§ **Your task**: Check every line of the material below, and show those that contain "await".

###

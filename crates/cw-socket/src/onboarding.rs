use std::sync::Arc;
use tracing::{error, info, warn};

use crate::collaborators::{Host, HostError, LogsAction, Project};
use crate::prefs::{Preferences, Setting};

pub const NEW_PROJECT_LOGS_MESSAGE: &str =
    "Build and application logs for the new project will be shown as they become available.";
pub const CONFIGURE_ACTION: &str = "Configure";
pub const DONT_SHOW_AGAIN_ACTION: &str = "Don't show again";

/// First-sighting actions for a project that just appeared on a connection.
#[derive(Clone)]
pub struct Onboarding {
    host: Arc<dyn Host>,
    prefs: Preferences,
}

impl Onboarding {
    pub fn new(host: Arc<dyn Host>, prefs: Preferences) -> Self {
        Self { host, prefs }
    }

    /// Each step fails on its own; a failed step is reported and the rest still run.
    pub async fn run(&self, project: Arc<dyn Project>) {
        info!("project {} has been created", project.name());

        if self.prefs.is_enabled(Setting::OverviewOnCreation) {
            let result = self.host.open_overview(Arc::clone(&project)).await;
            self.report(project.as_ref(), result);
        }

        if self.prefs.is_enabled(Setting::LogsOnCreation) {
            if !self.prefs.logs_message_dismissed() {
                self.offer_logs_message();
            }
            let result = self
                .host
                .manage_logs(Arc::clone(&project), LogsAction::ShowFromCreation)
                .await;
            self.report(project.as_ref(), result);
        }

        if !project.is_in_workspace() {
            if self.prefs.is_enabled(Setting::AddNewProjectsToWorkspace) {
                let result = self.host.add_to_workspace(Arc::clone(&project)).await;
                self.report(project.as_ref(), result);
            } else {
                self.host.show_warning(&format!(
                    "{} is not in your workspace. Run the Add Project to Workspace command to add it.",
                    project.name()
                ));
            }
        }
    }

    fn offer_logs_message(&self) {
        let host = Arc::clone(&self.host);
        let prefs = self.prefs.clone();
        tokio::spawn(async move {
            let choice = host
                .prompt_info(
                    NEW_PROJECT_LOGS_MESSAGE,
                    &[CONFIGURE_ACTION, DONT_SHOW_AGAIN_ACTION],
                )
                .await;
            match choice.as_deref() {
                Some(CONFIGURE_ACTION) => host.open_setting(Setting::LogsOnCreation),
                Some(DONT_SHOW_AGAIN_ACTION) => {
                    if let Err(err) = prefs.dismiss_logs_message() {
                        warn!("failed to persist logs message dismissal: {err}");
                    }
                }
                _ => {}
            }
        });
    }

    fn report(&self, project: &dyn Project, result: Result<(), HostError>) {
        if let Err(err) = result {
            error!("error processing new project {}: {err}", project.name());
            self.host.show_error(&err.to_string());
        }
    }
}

###

§ **Exercise result**:
            let result = self.host.open_overview(Arc::clone(&project)).await;
                .await;
                let result = self.host.add_to_workspace(Arc::clone(&project)).await;
                .await;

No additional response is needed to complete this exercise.